How to not blow the Race

A canoe team approaches 5 Finger Rapids, lining up with the middle of the far right channel. Photo by Harry Kern

10 tips from race veteran Yvonne Harris and other YRMPA board members

1. Train four to five days a week well in advance of the race, including a 12 to 14-hour paddle before heading North, or preferably, arrive two weeks early so you can go overnight under the midnight sun. Contact the local paddlers through the River Quest for local advice and paddling companions.

For your paddling training, do long paddling sessions twice a week with a mix of speed and distance work. Work on general fitness too. You should be doing some running/cycling/whatever as well as the paddling. This will make a big difference to your stamina and help you manage the long, long race. Beware of over-training and damaging your shoulders, elbows and back.

2. Organize your boat so that every item is within easy reach. Bruce Barton, on the 2004 winning team, attaches different colored strings to small storage bags that can be quickly retrieved by pulling the proper string. I affix plastic containers to the boat to hold small items like sport jells, sun tan lotion and pain killers and attach a bike bottle-holder for my sport drink.

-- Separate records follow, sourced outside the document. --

//! Determinant and inverse by cofactor expansion.
//!
//! Both run on the column storage directly and recurse on scratch grids of
//! the same `N×N` array type, using only the leading `size×size` block. That
//! keeps the recursion free of dimension arithmetic in the type system.
//!
//! The cost is O(N!), fine for the 2×2 to 4×4 matrices used by transforms
//! and a steep cliff beyond that. No pivoting or LU shortcut is taken, so
//! results are the exact cofactor sums (up to float rounding).

use crate::math::ConstEval;
use crate::matrix::ops::for_each_cell;
use crate::matrix::vector::Vector;
use crate::traits::{FloatScalar, Scalar};
use crate::Matrix;

/// Copy of the leading `size×size` block of `g` with column `col` and row
/// `row` removed, packed into the top-left corner.
fn without<T: Scalar, const N: usize>(
    g: &[[T; N]; N],
    size: usize,
    col: usize,
    row: usize,
) -> [[T; N]; N] {
    let mut out = [[T::zero(); N]; N];
    let mut oc = 0;
    for c in 0..size {
        if c == col {
            continue;
        }
        let mut or = 0;
        for r in 0..size {
            if r == row {
                continue;
            }
            out[oc][or] = g[c][r];
            or += 1;
        }
        oc += 1;
    }
    out
}

/// Determinant of the leading `size×size` block of a column-major grid.
///
/// Expands along row 0: for each column `c`, drop column `c` and row 0,
/// recurse, weight by `g[c][0]` with alternating sign starting at `+`.
fn cofactor_det<T: Scalar, const N: usize>(g: &[[T; N]; N], size: usize) -> T {
    match size {
        0 => T::one(),
        1 => g[0][0],
        2 => g[0][0] * g[1][1] - g[1][0] * g[0][1],
        _ => {
            let mut det = T::zero();
            for c in 0..size {
                let term = g[c][0] * cofactor_det(&without(g, size, c, 0), size - 1);
                det = if c % 2 == 0 { det + term } else { det - term };
            }
            det
        }
    }
}

impl<T: Scalar, const N: usize> Matrix<T, N, N> {
    /// Sum of diagonal elements.
    pub fn trace(&self) -> T {
        let mut sum = T::zero();
        for i in 0..N {
            sum = sum + self[(i, i)];
        }
        sum
    }

    /// Extract the diagonal as a vector.
    pub fn diag(&self) -> Vector<T, N> {
        let mut v = Vector::zeros();
        for i in 0..N {
            v[i] = self[(i, i)];
        }
        v
    }

    /// Create a diagonal matrix from a vector.
    pub fn from_diag(v: &Vector<T, N>) -> Self {
        let mut m = Self::zeros();
        for i in 0..N {
            m[(i, i)] = v[i];
        }
        m
    }

    /// Determinant by recursive cofactor expansion along the first row.
    ///
    /// ```
    /// use vlk_common::Matrix;
    /// let m = Matrix::new([[6, 1, 1], [4, -2, 5], [2, 8, 7]]);
    /// assert_eq!(m.determinant(), -306);
    /// ```
    pub fn determinant(&self) -> T {
        cofactor_det(&self.data, N)
    }

    /// Determinant of the submatrix left after deleting `row` and `col`.
    pub fn minor(&self, row: usize, col: usize) -> T {
        cofactor_det(&without(&self.data, N, col, row), N.saturating_sub(1))
    }

    /// The minor at `(row, col)` with the checkerboard sign applied:
    /// negative when exactly one of `row`, `col` is odd.
    pub fn cofactor(&self, row: usize, col: usize) -> T {
        let m = self.minor(row, col);
        if (row + col) % 2 == 0 {
            m
        } else {
            T::zero() - m
        }
    }

    /// Transpose of the cofactor matrix.
    pub fn adjugate(&self) -> Self {
        let mut out = Self::zeros();
        for r in 0..N {
            for c in 0..N {
                out[(c, r)] = self.cofactor(r, c);
            }
        }
        out
    }
}

impl<T: FloatScalar, const N: usize> Matrix<T, N, N> {
    /// Inverse as adjugate over determinant.
    ///
    /// A singular matrix is not detected: the division by a zero
    /// determinant yields infinities and NaN.
    ///
    /// ```
    /// use vlk_common::Matrix;
    /// let m = Matrix::new([[4.0_f64, 7.0], [2.0, 6.0]]);
    /// let inv = m.inverse();
    /// assert!((m * inv).max_abs_diff(&Matrix::identity()) < 1e-12);
    ///
    /// let singular = Matrix::new([[1.0_f64, 2.0], [2.0, 4.0]]);
    /// assert!(!singular.inverse()[(0, 0)].is_finite());
    /// ```
    pub fn inverse(&self) -> Self {
        match N {
            0 => *self,
            1 => Self::from_columns([[T::one() / self.data[0][0]; N]; N]),
            2 => {
                let det = self.determinant();
                let (a, b) = (self[(0, 0)], self[(0, 1)]);
                let (c, d) = (self[(1, 0)], self[(1, 1)]);
                let mut out = *self;
                out[(0, 0)] = d / det;
                out[(0, 1)] = (T::zero() - b) / det;
                out[(1, 0)] = (T::zero() - c) / det;
                out[(1, 1)] = a / det;
                out
            }
            _ => {
                let mut cof = Self::zeros();
                for r in 0..N {
                    for c in 0..N {
                        cof[(r, c)] = self.cofactor(r, c);
                    }
                }
                // same terms, same order as determinant()
                let mut det = T::zero();
                for c in 0..N {
                    det = det + self[(0, c)] * cof[(0, c)];
                }
                let mut out = Self::zeros();
                for r in 0..N {
                    for c in 0..N {
                        out[(c, r)] = cof[(r, c)] / det;
                    }
                }
                out
            }
        }
    }
}

// ── Compile-time forms ──────────────────────────────────────────────

macro_rules! impl_const_square {
    ($($t:ty),*) => {
        $(
            impl<const N: usize> ConstEval<Matrix<$t, N, N>> {
                const fn without(
                    g: &[[$t; N]; N],
                    size: usize,
                    col: usize,
                    row: usize,
                ) -> [[$t; N]; N] {
                    let mut out = [[0.0; N]; N];
                    let mut oc = 0;
                    let mut c = 0;
                    while c < size {
                        if c != col {
                            let mut or = 0;
                            let mut r = 0;
                            while r < size {
                                if r != row {
                                    out[oc][or] = g[c][r];
                                    or += 1;
                                }
                                r += 1;
                            }
                            oc += 1;
                        }
                        c += 1;
                    }
                    out
                }

                const fn cofactor_det(g: &[[$t; N]; N], size: usize) -> $t {
                    match size {
                        0 => 1.0,
                        1 => g[0][0],
                        2 => g[0][0] * g[1][1] - g[1][0] * g[0][1],
                        _ => {
                            let mut det = 0.0;
                            let mut c = 0;
                            while c < size {
                                let sub = Self::without(g, size, c, 0);
                                let term = g[c][0] * Self::cofactor_det(&sub, size - 1);
                                det = if c % 2 == 0 { det + term } else { det - term };
                                c += 1;
                            }
                            det
                        }
                    }
                }

                pub const fn determinant(self) -> ConstEval<$t> {
                    ConstEval(Self::cofactor_det(&self.0.data, N))
                }

                pub const fn cofactor(self, row: usize, col: usize) -> ConstEval<$t> {
                    let sub = Self::without(&self.0.data, N, col, row);
                    let m = Self::cofactor_det(&sub, N.saturating_sub(1));
                    ConstEval(if (row + col) % 2 == 0 { m } else { 0.0 - m })
                }

                pub const fn inverse(self) -> Self {
                    let g = self.0.data;
                    let mut out = self.0;
                    if N == 1 {
                        out.data[0][0] = 1.0 / g[0][0];
                    } else if N == 2 {
                        let det = self.determinant().0;
                        out.data[0][0] = g[1][1] / det;
                        out.data[1][0] = (0.0 - g[1][0]) / det;
                        out.data[0][1] = (0.0 - g[0][1]) / det;
                        out.data[1][1] = g[0][0] / det;
                    } else if N > 2 {
                        // cof[c][r] is the cofactor at (row r, col c)
                        let mut cof = [[0.0; N]; N];
                        for_each_cell!(N, N, |c, r| {
                            cof[c][r] = self.cofactor(r, c).0;
                        });
                        let mut det = 0.0;
                        let mut c = 0;
                        while c < N {
                            det = det + g[c][0] * cof[c][0];
                            c += 1;
                        }
                        for_each_cell!(N, N, |c, r| {
                            out.data[r][c] = cof[c][r] / det;
                        });
                    }
                    ConstEval(out)
                }
            }
        )*
    };
}

impl_const_square!(f32, f64);

#[cfg(test)]
mod tests {
    use super::*;

    fn approx_eq(a: f64, b: f64, tol: f64) {
        assert!(
            (a - b).abs() < tol,
            "approx_eq failed: {a} vs {b}, diff = {}",
            (a - b).abs()
        );
    }

    fn m4() -> Matrix<f64, 4, 4> {
        Matrix::new([
            [0.0, 1.0, 2.0, -2.0],
            [9.0, 8.0, 7.0, 0.0],
            [3.0, 4.0, 5.0, 4.0],
            [2.0, 6.0, 1.0, -7.0],
        ])
    }

    #[test]
    fn trace() {
        let m = Matrix::new([[1.0, 2.0], [3.0, 4.0]]);
        assert_eq!(m.trace(), 5.0);

        let id: Matrix<f64, 3, 3> = Matrix::identity();
        assert_eq!(id.trace(), 3.0);
    }

    #[test]
    fn trace_integer() {
        let m = Matrix::new([[1, 2, 3], [4, 5, 6], [7, 8, 9]]);
        assert_eq!(m.trace(), 15);
    }

    #[test]
    fn diag_and_from_diag() {
        let m = Matrix::new([[1.0, 2.0, 3.0], [4.0, 5.0, 6.0], [7.0, 8.0, 9.0]]);
        let d = m.diag();
        assert_eq!(d.to_array(), [1.0, 5.0, 9.0]);

        let m2 = Matrix::from_diag(&d);
        assert_eq!(m2[(0, 0)], 1.0);
        assert_eq!(m2[(1, 1)], 5.0);
        assert_eq!(m2[(2, 2)], 9.0);
        assert_eq!(m2[(0, 1)], 0.0);
    }

    #[test]
    fn det_1x1() {
        assert_eq!(Matrix::new([[-3.5]]).determinant(), -3.5);
    }

    #[test]
    fn det_2x2() {
        let m = Matrix::new([[3.0_f64, 8.0], [4.0, 6.0]]);
        assert_eq!(m.determinant(), -14.0);
    }

    #[test]
    fn det_3x3() {
        let m = Matrix::new([[6.0_f64, 1.0, 1.0], [4.0, -2.0, 5.0], [2.0, 8.0, 7.0]]);
        assert_eq!(m.determinant(), -306.0);
    }

    #[test]
    fn det_4x4() {
        approx_eq(m4().determinant(), -540.0, 1e-9);
    }

    #[test]
    fn det_identity() {
        assert_eq!(Matrix::<f64, 4, 4>::identity().determinant(), 1.0);
        assert_eq!(Matrix::<i64, 5, 5>::identity().determinant(), 1);
    }

    #[test]
    fn det_singular() {
        let m = Matrix::new([[1.0_f64, 2.0], [2.0, 4.0]]);
        assert_eq!(m.determinant(), 0.0);

        // third row = first + second
        let m = Matrix::new([[1, 2, 3], [4, 5, 6], [5, 7, 9]]);
        assert_eq!(m.determinant(), 0);
    }

    #[test]
    fn minors_and_cofactors() {
        let m = Matrix::new([[1, 2, 3], [0, 4, 5], [1, 0, 6]]);
        assert_eq!(m.minor(0, 0), 24);
        assert_eq!(m.minor(0, 1), -5);
        assert_eq!(m.cofactor(0, 1), 5);
        assert_eq!(m.cofactor(1, 0), -12);
        assert_eq!(m.cofactor(1, 1), 3);
    }

    #[test]
    fn adjugate_3x3() {
        let m = Matrix::new([[1, 2, 3], [0, 4, 5], [1, 0, 6]]);
        let expected = Matrix::new([[24, -12, -2], [5, 3, -5], [-4, 2, 4]]);
        assert_eq!(m.adjugate(), expected);
        // A · adj(A) = det(A) · I
        assert_eq!(m * m.adjugate(), Matrix::<i32, 3, 3>::identity() * m.determinant());
    }

    #[test]
    fn inverse_1x1() {
        assert_eq!(Matrix::new([[4.0]]).inverse(), Matrix::new([[0.25]]));
    }

    #[test]
    fn inverse_2x2_closed_form() {
        let m = Matrix::new([[4.0_f64, 7.0], [2.0, 6.0]]);
        let inv = m.inverse();
        approx_eq(inv[(0, 0)], 0.6, 1e-12);
        approx_eq(inv[(0, 1)], -0.7, 1e-12);
        approx_eq(inv[(1, 0)], -0.2, 1e-12);
        approx_eq(inv[(1, 1)], 0.4, 1e-12);
    }

    #[test]
    fn inverse_4x4() {
        let m = m4();
        let inv = m.inverse();
        let expected = [
            [-0.0963, 0.21667, -0.24259, -0.1111],
            [-0.27407, -0.13333, 0.25185, 0.2222],
            [0.43704, 0.016667, 0.024074, -0.1111],
            [-0.2, -0.05, 0.15, 0.0],
        ];
        for r in 0..4 {
            for c in 0..4 {
                approx_eq(inv[(r, c)], expected[r][c], 1e-4);
            }
        }
        assert!((m * inv).max_abs_diff(&Matrix::identity()) < 1e-4);
        assert!((inv * m).max_abs_diff(&Matrix::identity()) < 1e-4);
    }

    #[test]
    fn inverse_singular_is_not_finite() {
        let m = Matrix::new([[1.0_f64, 2.0, 3.0], [4.0, 5.0, 6.0], [5.0, 7.0, 9.0]]);
        let inv = m.inverse();
        assert!(!inv[(0, 0)].is_finite());
    }

    #[test]
    fn const_forms_match_runtime() {
        const M: Matrix<f64, 4, 4> = Matrix::new([
            [0.0, 1.0, 2.0, -2.0],
            [9.0, 8.0, 7.0, 0.0],
            [3.0, 4.0, 5.0, 4.0],
            [2.0, 6.0, 1.0, -7.0],
        ]);
        const DET: f64 = ConstEval(M).determinant().get();
        const INV: Matrix<f64, 4, 4> = ConstEval(M).inverse().get();

        assert_eq!(DET, M.determinant());
        assert_eq!(INV, M.inverse());
        assert_eq!(ConstEval(M).cofactor(2, 1).get(), M.cofactor(2, 1));

        let m2 = Matrix::new([[4.0_f32, 7.0], [2.0, 6.0]]);
        assert_eq!(ConstEval(m2).inverse().get(), m2.inverse());
        let m1 = Matrix::new([[8.0_f32]]);
        assert_eq!(ConstEval(m1).inverse().get(), m1.inverse());
    }
}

3. Agree on your agenda in advance, including a schedule for snack and rest breaks. Work out you food and drink strategy. You need to take on fuel to be able to succeed in this race. But bear in mind that your metabolism drops in the small hours of the morning. Expect not to be able to eat much during the night.

4. Use a hydration system (water jug and tube, or camel) and drink regularly.
Start with at least two liters of fresh water, and drink plenty of water, even at night. Drinking water and keeping yourself hydrated is important during the day to keep you cool, but also important during the night to keep your skin hydrated for insulation value. Water also helps digest your food, which allows the body to distribute the required energy throughout your muscles.

Northern Beverages supplies the race with a 1-liter bottle of Aquafina water for each racer at the start, and again at Carmacks, but it is advisable that you carry a water treatment system, with tablets or premixed solutions ready to drop into bottles of river water, alternating the bottles so you are treating one bottle while drinking the ready water.

5. Arrange for a support team to put up your tent and get you ready to go back on the river after the seven hour rest stop in Carmacks. If you cannot bring a support team, consider renting a hotel room and arrange a shuttle to your room, or hire a driver and rent a camper.

6. Enter waypoints and the distance to the finish in a GPS and have a supply of batteries and a map handy. This way you know where you are on the river at all times. There are many islands and channels, especially late in the race, so tired paddlers need their bearings.

7. Wear roomy comfortable clothes and loose fitting quick-dry pants. For the cold, wet, windy times, wear fleecy tops and bottoms, bring warm foot wear, take light rain gear and bring changes and a bulky, warm jacket that fits over your PFD so that you are dry and warm during the night. During the extreme heat, I wore a white hat and a light shirt and dipped them in the water when I suffered mild heat stroke. Change to warm clothing before the first hint of cooler temperatures as hypothermia is a major cause of scratches in the River Quest.

Cotton garments are not advisable, because they don’t dry well and when they get sweaty at night can cool down a paddler when he/she needs to be warm. A number of wick-dry synthetic, fleece or even wool garments are preferable.

Again, always change into warm clothes for overnight. You aren’t thinking properly when you are tired. Think out these things ahead of time. You need more clothes overnight than you expect: it gets cold and your metabolism is at low ebb.

8. Take the far-right channel at Five Finger Rapids and stay right to avoid Rink Rapids. Your spray deck is now required in this section, as well as on Lake Laberge. If you are unsure of the location of these well-defined rapids, consult your map. Be prepared for them and enjoy the ride.

9. Be mentally prepared for the last leg. This is when racers meet their worst demons, when competitors hallucinate or fall asleep with the paddle in their hands. My partner imagined she saw bleeding trees and pulsating rocks and, even though sound asleep, continued to try and paddle.

Work out your rest strategy: can you nap in the boat? Will you be stopping? The top 10 teams won’t be stopping to rest, but other finishers will need to stop.

10. Enjoy the journey. This is a unique event where you paddle 740 km of unspoiled wilderness on the historic route of the Klondike gold seekers. With the midnight sun shedding its faint light, you will experience the exhilaration of paddling from dusk to dawn.